0

I have some array

a = np.array([1, 2, 3])

and some mask

mask = np.ones(a.shape, dtype=bool)

and can do

np.testing.assert_almost_equal(a[mask], a)  # True

However,

np.ma.array(a, mask)

is equivalent to

a[np.logical_not(mask)]

and

np.ma.array(a, np.logical_not(mask))

is equivalent to

a[mask]

This seems counter intuitive to me.

Would love an explanation for this design choice by numpy.

Gulzar
  • 23,452
  • 27
  • 113
  • 201
  • Your mask is an array of integers though, not booleans – yatu May 28 '20 at 13:03
  • @yatu thanks, fixed. Feel free to edit inaccuracies :) i hope the question itself is clear. – Gulzar May 28 '20 at 13:12
  • Interesting question, but I feel like that's quite literally the definition of a masked array. ["Masked values of True exclude the corresponding element from any computation."](https://numpy.org/doc/stable/reference/generated/numpy.ma.array.html). Maybe [this answer](https://stackoverflow.com/questions/55987642/why-are-numpy-masked-arrays-useful) resolves it? – Bertil Johannes Ipsen May 28 '20 at 15:09
  • Are you asking why the code works the way it does (given how it's documented), or why the developers chose this particular convention (in contrast to what your intuition says it should be)? – hpaulj May 28 '20 at 15:32
  • @hpauli i actually don't understand the difference in what you stated. I asked why np.ma uses a different convention than np. My intuition is that they should be the same, i don't mind which way. – Gulzar May 28 '20 at 15:52

1 Answers1

0
In [6]: a = np.array([1,2,3])                                                            
In [7]: idx = np.array([1,0,1], bool)                                                    
In [8]: idx                                                                              
Out[8]: array([ True, False,  True])
In [9]: a[idx]                                                                           
Out[9]: array([1, 3])

Just because you called a boolean array mask, does not mean it behaves as 'mask' in every sense of the word. I intentionally choose a different name. Yes, we do often call such an array mask and talk of 'masking', but what we are really doing is 'selecting'. The a[idx] operations returns the elements of a where the idx is True. It's the same as indexing with the nonzero tuple:

In [13]: np.nonzero(idx)                                                                 
Out[13]: (array([0, 2]),)

In np.ma mask is used in the sense of 'mask out', covering over.

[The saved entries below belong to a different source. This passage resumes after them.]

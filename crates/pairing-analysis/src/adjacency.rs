//! Direct-pairing adjacency from inter-site distances.
//!
//! Two sites pair directly when their distance is below the cutoff. The
//! builder produces a symmetric 0/1 matrix with unit diagonal (every site
//! pairs with itself, so every site seeds its own cluster), and relaxes an
//! existing adjacency incrementally as distances drift past the cutoff.

use nalgebra::DMatrix;
use pairing_core::{AdjacencyMatrix, Label, PairingError};

/// Builds and incrementally relaxes direct-pairing adjacency matrices.
pub struct AdjacencyBuilder {
    cutoff: f64,
}

impl AdjacencyBuilder {
    /// Creates a builder for the given distance cutoff.
    ///
    /// Fails with a domain error if the cutoff is not positive and finite.
    pub fn new(cutoff: f64) -> Result<Self, PairingError> {
        if !(cutoff > 0.0) || !cutoff.is_finite() {
            return Err(PairingError::domain(format!(
                "cutoff must be positive and finite, got {cutoff}"
            )));
        }
        Ok(Self { cutoff })
    }

    /// The configured cutoff.
    pub fn cutoff(&self) -> f64 {
        self.cutoff
    }

    /// Derives a fresh adjacency matrix from a square pairwise distance
    /// matrix: diagonal 1, off-diagonal 1 iff `distance < cutoff`, written
    /// symmetrically.
    pub fn build(&self, distances: &DMatrix<f64>) -> Result<AdjacencyMatrix, PairingError> {
        if !distances.is_square() {
            return Err(PairingError::shape(format!(
                "distance matrix must be square, got {}x{}",
                distances.nrows(),
                distances.ncols()
            )));
        }
        let n = distances.nrows();
        let mut labels: DMatrix<Label> = DMatrix::zeros(n, n);
        for i in 0..n {
            labels[(i, i)] = 1;
            for j in (i + 1)..n {
                if distances[(i, j)] < self.cutoff {
                    labels[(i, j)] = 1;
                    labels[(j, i)] = 1;
                }
            }
        }
        AdjacencyMatrix::from_labels(labels)
    }

    /// Relaxes an adjacency against updated distances: every currently-set
    /// off-diagonal edge whose new distance is at or beyond the cutoff is
    /// cleared in both directions. Edges are never added; within a chunk a
    /// broken pair stays broken until the next full rebuild.
    ///
    /// Takes ownership of the adjacency and returns the relaxed matrix, so
    /// a caller's original cannot alias the carried-forward state.
    pub fn update(
        &self,
        mut adjacency: AdjacencyMatrix,
        distances: &DMatrix<f64>,
    ) -> Result<AdjacencyMatrix, PairingError> {
        let n = adjacency.site_count();
        if distances.nrows() != n || distances.ncols() != n {
            return Err(PairingError::shape(format!(
                "distance matrix is {}x{}, adjacency has {} sites",
                distances.nrows(),
                distances.ncols(),
                n
            )));
        }
        for i in 0..n {
            for j in (i + 1)..n {
                if adjacency.is_paired(i, j) && distances[(i, j)] >= self.cutoff {
                    adjacency.clear_edge(i, j);
                }
            }
        }
        Ok(adjacency)
    }
}

#[cfg(test)]
mod tests {
    use super::*;

    fn distances(n: usize, data: &[f64]) -> DMatrix<f64> {
        DMatrix::from_row_slice(n, n, data)
    }

    #[test]
    fn rejects_non_positive_cutoff() {
        assert!(matches!(
            AdjacencyBuilder::new(0.0),
            Err(PairingError::Domain(_))
        ));
        assert!(AdjacencyBuilder::new(-0.5).is_err());
        assert!(AdjacencyBuilder::new(f64::NAN).is_err());
        assert!(AdjacencyBuilder::new(0.8).is_ok());
    }

    #[test]
    fn build_rejects_non_square_distances() {
        let builder = AdjacencyBuilder::new(1.0).unwrap();
        let d = DMatrix::from_row_slice(2, 3, &[0.0; 6]);
        assert!(matches!(builder.build(&d), Err(PairingError::Shape(_))));
    }

    #[test]
    fn build_sets_symmetric_edges_below_cutoff() {
        let builder = AdjacencyBuilder::new(1.0).unwrap();
        let d = distances(
            3,
            &[
                0.0, 0.5, 2.0, //
                0.5, 0.0, 1.0, //
                2.0, 1.0, 0.0,
            ],
        );
        let a = builder.build(&d).expect("build");
        assert!(a.is_paired(0, 1));
        assert!(a.is_paired(1, 0));
        // exactly at cutoff is not a pair
        assert!(!a.is_paired(1, 2));
        assert!(!a.is_paired(0, 2));
        for i in 0..3 {
            assert_eq!(a.get(i, i), 1);
        }
    }

    #[test]
    fn update_clears_broken_pairs_and_never_adds() {
        let builder = AdjacencyBuilder::new(1.0).unwrap();
        let d0 = distances(
            3,
            &[
                0.0, 0.5, 2.0, //
                0.5, 0.0, 2.0, //
                2.0, 2.0, 0.0,
            ],
        );
        let a = builder.build(&d0).expect("build");

        // pair (0,1) drifts apart, pair (0,2) comes within cutoff
        let d1 = distances(
            3,
            &[
                0.0, 1.5, 0.4, //
                1.5, 0.0, 2.0, //
                0.4, 2.0, 0.0,
            ],
        );
        let a = builder.update(a, &d1).expect("update");
        assert!(!a.is_paired(0, 1));
        assert!(!a.is_paired(1, 0));
        // no new edge despite d < cutoff
        assert!(!a.is_paired(0, 2));
        assert_eq!(a.get(1, 1), 1);
    }

    #[test]
    fn update_rejects_dimension_mismatch() {
        let builder = AdjacencyBuilder::new(1.0).unwrap();
        let a = builder.build(&distances(2, &[0.0, 0.5, 0.5, 0.0])).unwrap();
        let d = DMatrix::from_row_slice(3, 3, &[0.0; 9]);
        assert!(matches!(
            builder.update(a, &d),
            Err(PairingError::Shape(_))
        ));
    }
}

In [10]: mm = np.ma.masked_array(a, mask=idx)                                            
In [11]: mm                                                                              
Out[11]: 
masked_array(data=[--, 2, --],
             mask=[ True, False,  True],
       fill_value=999999)
In [12]: mm.compressed()                                                                 
Out[12]: array([2])

In the display the masked values show up as '--'. As the np.ma docs say, those elements a considered to be invalid, and will be excluded from computations.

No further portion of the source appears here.